--- DIRECTIONS FOR THIS TASK ---
Reproduce the opening lines of the records exactly, please, stopping after the line that contains "of the chord's".

--- MATERIAL PROVIDED ---
○ ○ ○ ○ ○ ○ ○
//! # MIDI Reader
//!
//! Reads a Standard MIDI File into a [`Performance`]: chords in onset order
//! plus the tempo map needed to resolve their ticks.
//!
//! ## Notes
//! Note-on/note-off pairs are matched per (channel, key) in first-in
//! first-out order; a note-on with velocity 0 counts as a note-off. A note's
//! velocity is its note-on velocity. Unmatched events are logged and dropped.
//!
//! ## Chords
//! Notes from all tracks are merged in onset order. A note joins the current
//! chord while its onset is within `notes-tolerance` ticks of the chord's
//! first note. The chord spans from its earliest onset to its latest release.
//!
//! ## Tempo
//! Tempo events from every track feed one [`TempoMap`]; format 1 files
//! normally keep them in the first track.

use std::collections::{HashMap, VecDeque};

use log::{debug, warn};
use midly::{Fps, MetaMessage, MidiMessage, Smf, Timing, TrackEvent, TrackEventKind};

use crate::config::ConvertConfig;
use crate::error::ConvertError;
use crate::model::{Chord, Note, PitchClass, Performance};
use crate::tempo::TempoMap;

/// Frame rate in hundredths of a frame per second.
fn centi_fps(fps: Fps) -> u32 {
    match fps {
        Fps::Fps24 => 2400,
        Fps::Fps25 => 2500,
        Fps::Fps29 => 2997,
        Fps::Fps30 => 3000,
    }
}

/// Parse MIDI bytes into a performance.
pub fn read_performance(bytes: &[u8], config: &ConvertConfig) -> Result<Performance, ConvertError> {
    let smf = Smf::parse(bytes).map_err(|e| ConvertError::Midi(e.to_string()))?;

    let mut tempo_map = match smf.header.timing {
        Timing::Metrical(ticks_per_quarter) => TempoMap::metrical(ticks_per_quarter.as_int()),
        Timing::Timecode(fps, subframes) => TempoMap::timecode(centi_fps(fps), subframes),
    };

    let mut notes = Vec::new();
    for (track_index, track) in smf.tracks.iter().enumerate() {
        read_track(track_index, track, config, &mut tempo_map, &mut notes);
    }

    // Stable: simultaneous notes keep track order, then event order
    notes.sort_by_key(|note| note.start);

    let chords = group_chords(notes, config.notes_tolerance);
    debug!(
        "read {} tracks, {} chords, {} tempo changes",
        smf.tracks.len(),
        chords.len(),
        tempo_map.changes().len()
    );

    Ok(Performance { chords, tempo_map })
}

fn read_track(
    track_index: usize,
    track: &[TrackEvent],
    config: &ConvertConfig,
    tempo_map: &mut TempoMap,
    notes: &mut Vec<Note>,
) {
    // (channel, key) -> queue of (onset tick, velocity)
    let mut sounding: HashMap<(u8, u8), VecDeque<(u64, u8)>> = HashMap::new();
    let mut tick = 0u64;

    for event in track {
        tick += event.delta.as_int() as u64;

        match event.kind {
            TrackEventKind::Meta(MetaMessage::Tempo(micros_per_quarter)) => {
                tempo_map.set_tempo(tick, micros_per_quarter.as_int());
            }
            TrackEventKind::Midi { channel, message } => {
                let channel = channel.as_int();
                if config.skips_channel(channel) {
                    continue;
                }
                match message {
                    MidiMessage::NoteOn { key, vel } if vel.as_int() > 0 => {
                        sounding
                            .entry((channel, key.as_int()))
                            .or_default()
                            .push_back((tick, vel.as_int()));
                    }
                    MidiMessage::NoteOn { key, .. } | MidiMessage::NoteOff { key, .. } => {
                        let key = key.as_int();
                        match sounding.get_mut(&(channel, key)).and_then(VecDeque::pop_front) {
                            Some((start, velocity)) => {
                                let (pitch, octave) = PitchClass::from_midi_key(key);
                                notes.push(Note {
                                    pitch,
                                    octave,
                                    start,
                                    length: tick - start,
                                    velocity: velocity as i32,
                                });
                            }
                            None => warn!(
                                "track {}: note-off for key {} on channel {} at tick {} without note-on",
                                track_index, key, channel, tick
                            ),
                        }
                    }
                    _ => {}
                }
            }
            _ => {}
        }
    }

    let unterminated: usize = sounding.values().map(VecDeque::len).sum();
    if unterminated > 0 {
        warn!(
            "track {}: dropping {} notes still sounding at end of track",
            track_index, unterminated
        );
    }
}

/// Group onset-sorted notes into chords.
fn group_chords(notes: Vec<Note>, tolerance: u64) -> Vec<Chord> {
    let mut chords = Vec::new();
    let mut group: Vec<Note> = Vec::new();

    for note in notes {
        if let Some(first) = group.first() {
            if note.start - first.start > tolerance {
                chords.extend(Chord::from_notes(std::mem::take(&mut group)));
            }
        }
        group.push(note);
    }
    chords.extend(Chord::from_notes(group));

    chords
}
//! Track timing summary
//!
//! A human-readable listing of where each chord of each track starts and
//! ends, for checking a partition by eye before feeding it to the synth.
//! Rests are not listed and do not count toward a track's elapsed time.

use crate::error::ConvertError;
use crate::format::micros_to_seconds;
use crate::partition::Track;
use crate::tempo::TimeResolver;

pub fn render_summary<R: TimeResolver + ?Sized>(
    tracks: &[Track],
    resolver: &R,
) -> Result<String, ConvertError> {
    let mut out = String::new();

    for track in tracks {
        out.push_str("--TRACK START--\n");

        let mut elapsed = 0u64;
        for chord in &track.chords {
            let start = resolver.time_to_micros(chord.start)?;
            let duration = resolver.length_to_micros(chord.length, chord.start)?;
            let end = start
                .checked_add(duration)
                .ok_or_else(|| ConvertError::Resolver(format!("{} µs + {} µs overflows", start, duration)))?;
            out.push_str(&format!(
                "start: {} end: {}\n",
                micros_to_seconds(start),
                micros_to_seconds(end)
            ));
            elapsed = elapsed.checked_add(duration).ok_or_else(|| {
                ConvertError::Resolver(format!("elapsed {} µs + {} µs overflows", elapsed, duration))
            })?;
        }

        out.push_str("--TRACK END--\n");
        out.push_str(&format!("TIME ELAPSED: {}\n\n\n", micros_to_seconds(elapsed)));
    }

    Ok(out)
}
//! # Note, Chord and Track Formatters
//!
//! Turn partitioned tracks into output records: times are resolved to
//! seconds, note names are rewritten for the synth, and each note gets its
//! velocity-derived dynamics.

use log::debug;

use crate::envelope::{dynamics_for_velocity, Dynamics};
use crate::error::ConvertError;
use crate::model::{Chord, Note};
use crate::output::{OutputChord, OutputNote, OutputSong, OutputTrack, PlaybackType};
use crate::partition::Track;
use crate::rest::{pad_with_rests, SlotKind};
use crate::tempo::TimeResolver;

pub const MICROSECONDS_TO_SECONDS: f64 = 0.000001;

/// Note name the synth uses for silence.
pub const REST_NOTE_NAME: &str = "S";

pub fn micros_to_seconds(micros: u64) -> f64 {
    micros as f64 * MICROSECONDS_TO_SECONDS
}

/// Rewrite a pitch name for the synth: sharps become first letter + `s`
/// (`"CSharp"` -> `"Cs"`), everything else passes through.
pub fn synth_note_name(name: &str) -> String {
    if name.contains("Sharp") {
        if let Some(first) = name.chars().next() {
            return format!("{}s", first);
        }
    }
    name.to_string()
}

fn output_note(note: String, octave: i32, duration: f64, dynamics: Dynamics) -> OutputNote {
    OutputNote {
        note,
        octave,
        duration,
        peak_intensity: dynamics.peak_intensity,
        sustain_intensity: dynamics.sustain_intensity,
        adsr_envelope: dynamics.envelope.as_array(),
    }
}

pub fn format_note<R: TimeResolver + ?Sized>(
    note: &Note,
    resolver: &R,
) -> Result<OutputNote, ConvertError> {
    let micros = resolver.length_to_micros(note.length, note.start)?;
    Ok(output_note(
        synth_note_name(note.pitch.name()),
        note.octave,
        micros_to_seconds(micros),
        dynamics_for_velocity(note.velocity),
    ))
}

pub fn format_chord<R: TimeResolver + ?Sized>(
    chord: &Chord,
    resolver: &R,
) -> Result<OutputChord, ConvertError> {
    let music_notes = chord
        .notes
        .iter()
        .map(|note| format_note(note, resolver))
        .collect::<Result<Vec<_>, _>>()?;
    let micros = resolver.length_to_micros(chord.length, chord.start)?;

    Ok(OutputChord {
        music_notes,
        duration: micros_to_seconds(micros),
    })
}

/// A silent chord filling `micros` of a track.
pub fn format_rest(micros: u64) -> OutputChord {
    let seconds = micros_to_seconds(micros);
    OutputChord {
        music_notes: vec![output_note(
            REST_NOTE_NAME.to_string(),
            0,
            seconds,
            Dynamics::SILENT,
        )],
        duration: seconds,
    }
}

pub fn format_track<R: TimeResolver + ?Sized>(
    track: &Track,
    resolver: &R,
) -> Result<OutputTrack, ConvertError> {
    let music_chords = pad_with_rests(track, resolver)?
        .into_iter()
        .map(|slot| match slot.kind {
            SlotKind::Rest => Ok(format_rest(slot.duration_micros)),
            SlotKind::Chord(chord) => format_chord(chord, resolver),
        })
        .collect::<Result<Vec<_>, _>>()?;

    debug!(
        "track of {} chords padded to {}",
        track.chords.len(),
        music_chords.len()
    );

    Ok(OutputTrack {
        music_chords,
        playback_type: PlaybackType::Mono,
    })
}

pub fn format_song<R: TimeResolver + ?Sized>(
    tracks: &[Track],
    resolver: &R,
) -> Result<OutputSong, ConvertError> {
    let music_tracks = tracks
        .iter()
        .map(|track| format_track(track, resolver))
        .collect::<Result<Vec<_>, _>>()?;
    Ok(OutputSong { music_tracks })
}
○ ○ ○ ○ ○ ○ ○
--- THE ANSWER ---
//! # MIDI Reader
//!
//! Reads a Standard MIDI File into a [`Performance`]: chords in onset order
//! plus the tempo map needed to resolve their ticks.
//!
//! ## Notes
//! Note-on/note-off pairs are matched per (channel, key) in first-in
//! first-out order; a note-on with velocity 0 counts as a note-off. A note's
//! velocity is its note-on velocity. Unmatched events are logged and dropped.
//!
//! ## Chords
//! Notes from all tracks are merged in onset order. A note joins the current
//! chord while its onset is within `notes-tolerance` ticks of the chord's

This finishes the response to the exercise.